### TASK TO COMPLETE:
Note how many lines of the material that follows include the string "PartialEq", and state only that number.

━━━━━━━━━━━━━━━━━━━━━━━━━━━━━━

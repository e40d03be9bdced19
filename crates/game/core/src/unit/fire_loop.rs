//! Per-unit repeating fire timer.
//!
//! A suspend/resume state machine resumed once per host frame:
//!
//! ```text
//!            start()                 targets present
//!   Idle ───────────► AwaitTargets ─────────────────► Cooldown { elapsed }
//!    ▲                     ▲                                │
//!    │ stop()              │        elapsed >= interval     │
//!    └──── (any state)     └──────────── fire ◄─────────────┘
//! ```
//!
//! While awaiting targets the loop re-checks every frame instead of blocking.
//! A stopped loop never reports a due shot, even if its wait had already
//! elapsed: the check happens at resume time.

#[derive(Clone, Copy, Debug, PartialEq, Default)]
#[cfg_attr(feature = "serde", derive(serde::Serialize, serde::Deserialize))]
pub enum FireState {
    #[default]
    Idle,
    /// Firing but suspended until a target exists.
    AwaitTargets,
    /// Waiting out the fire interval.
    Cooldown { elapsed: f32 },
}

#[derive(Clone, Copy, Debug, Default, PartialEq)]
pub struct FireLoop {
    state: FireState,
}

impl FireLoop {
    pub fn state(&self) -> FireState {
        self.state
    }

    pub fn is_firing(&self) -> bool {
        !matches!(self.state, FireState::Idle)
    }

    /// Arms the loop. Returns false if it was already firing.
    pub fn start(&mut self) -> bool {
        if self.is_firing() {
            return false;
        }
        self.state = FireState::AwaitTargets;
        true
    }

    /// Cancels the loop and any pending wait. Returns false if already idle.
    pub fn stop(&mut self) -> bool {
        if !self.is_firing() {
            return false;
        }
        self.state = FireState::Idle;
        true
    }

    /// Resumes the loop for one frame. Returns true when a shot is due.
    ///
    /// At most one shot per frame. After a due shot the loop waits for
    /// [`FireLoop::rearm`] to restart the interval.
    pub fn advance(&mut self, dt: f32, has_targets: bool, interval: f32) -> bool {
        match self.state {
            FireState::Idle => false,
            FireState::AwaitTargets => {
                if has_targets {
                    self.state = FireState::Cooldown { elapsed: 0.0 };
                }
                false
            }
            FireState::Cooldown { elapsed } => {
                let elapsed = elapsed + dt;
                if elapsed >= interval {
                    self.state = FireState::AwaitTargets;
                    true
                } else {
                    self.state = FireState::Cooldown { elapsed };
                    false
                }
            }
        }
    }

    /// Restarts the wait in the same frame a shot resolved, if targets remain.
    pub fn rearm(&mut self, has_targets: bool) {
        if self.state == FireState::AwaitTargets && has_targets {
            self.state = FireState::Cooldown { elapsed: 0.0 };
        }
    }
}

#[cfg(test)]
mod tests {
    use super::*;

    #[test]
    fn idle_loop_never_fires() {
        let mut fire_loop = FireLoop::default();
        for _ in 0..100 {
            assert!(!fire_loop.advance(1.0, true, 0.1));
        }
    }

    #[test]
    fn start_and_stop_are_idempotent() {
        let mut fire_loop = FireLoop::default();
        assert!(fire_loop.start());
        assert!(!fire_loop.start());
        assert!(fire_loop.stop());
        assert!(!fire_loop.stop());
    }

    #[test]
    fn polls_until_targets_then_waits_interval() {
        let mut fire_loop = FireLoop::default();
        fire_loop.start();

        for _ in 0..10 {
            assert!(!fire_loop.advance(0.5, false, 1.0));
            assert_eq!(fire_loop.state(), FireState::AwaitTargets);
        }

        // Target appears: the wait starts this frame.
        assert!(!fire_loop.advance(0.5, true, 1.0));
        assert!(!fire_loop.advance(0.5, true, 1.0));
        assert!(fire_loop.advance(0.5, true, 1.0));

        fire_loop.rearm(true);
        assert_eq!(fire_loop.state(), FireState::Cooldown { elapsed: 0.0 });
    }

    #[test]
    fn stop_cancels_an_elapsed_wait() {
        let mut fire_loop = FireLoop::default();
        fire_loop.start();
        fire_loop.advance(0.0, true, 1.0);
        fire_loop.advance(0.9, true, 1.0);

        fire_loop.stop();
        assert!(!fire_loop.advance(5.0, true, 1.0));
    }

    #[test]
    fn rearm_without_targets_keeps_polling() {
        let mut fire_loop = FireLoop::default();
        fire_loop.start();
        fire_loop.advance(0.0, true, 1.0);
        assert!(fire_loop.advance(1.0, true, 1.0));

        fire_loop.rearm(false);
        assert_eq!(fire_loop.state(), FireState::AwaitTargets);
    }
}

━━━━━━━━━━━━━━━━━━━━━━━━━━━━━━

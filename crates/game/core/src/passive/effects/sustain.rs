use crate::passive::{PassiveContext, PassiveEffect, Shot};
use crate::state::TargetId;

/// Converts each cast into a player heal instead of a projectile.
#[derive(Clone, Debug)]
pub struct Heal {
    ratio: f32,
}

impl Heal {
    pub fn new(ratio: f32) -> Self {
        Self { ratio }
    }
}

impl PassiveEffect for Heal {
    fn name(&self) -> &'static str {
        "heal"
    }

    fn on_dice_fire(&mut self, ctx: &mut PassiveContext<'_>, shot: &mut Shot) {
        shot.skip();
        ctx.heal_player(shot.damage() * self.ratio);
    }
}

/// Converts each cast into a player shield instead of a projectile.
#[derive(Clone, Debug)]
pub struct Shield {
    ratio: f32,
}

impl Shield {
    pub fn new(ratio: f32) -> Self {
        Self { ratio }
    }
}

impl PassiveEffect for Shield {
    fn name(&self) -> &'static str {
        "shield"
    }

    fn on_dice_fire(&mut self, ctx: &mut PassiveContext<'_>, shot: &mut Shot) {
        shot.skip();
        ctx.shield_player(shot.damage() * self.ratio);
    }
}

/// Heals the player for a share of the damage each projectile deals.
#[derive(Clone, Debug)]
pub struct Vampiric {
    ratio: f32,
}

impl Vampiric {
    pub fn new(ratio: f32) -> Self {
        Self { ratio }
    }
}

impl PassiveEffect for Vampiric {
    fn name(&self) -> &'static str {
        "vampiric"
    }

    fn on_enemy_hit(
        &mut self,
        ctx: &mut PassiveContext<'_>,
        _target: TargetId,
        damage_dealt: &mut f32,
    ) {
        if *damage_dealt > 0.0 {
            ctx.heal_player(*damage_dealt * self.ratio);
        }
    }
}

━━━━━━━━━━━━━━━━━━━━━━━━━━━━━━

### OUTPUT FOR THIS EXERCISE:
2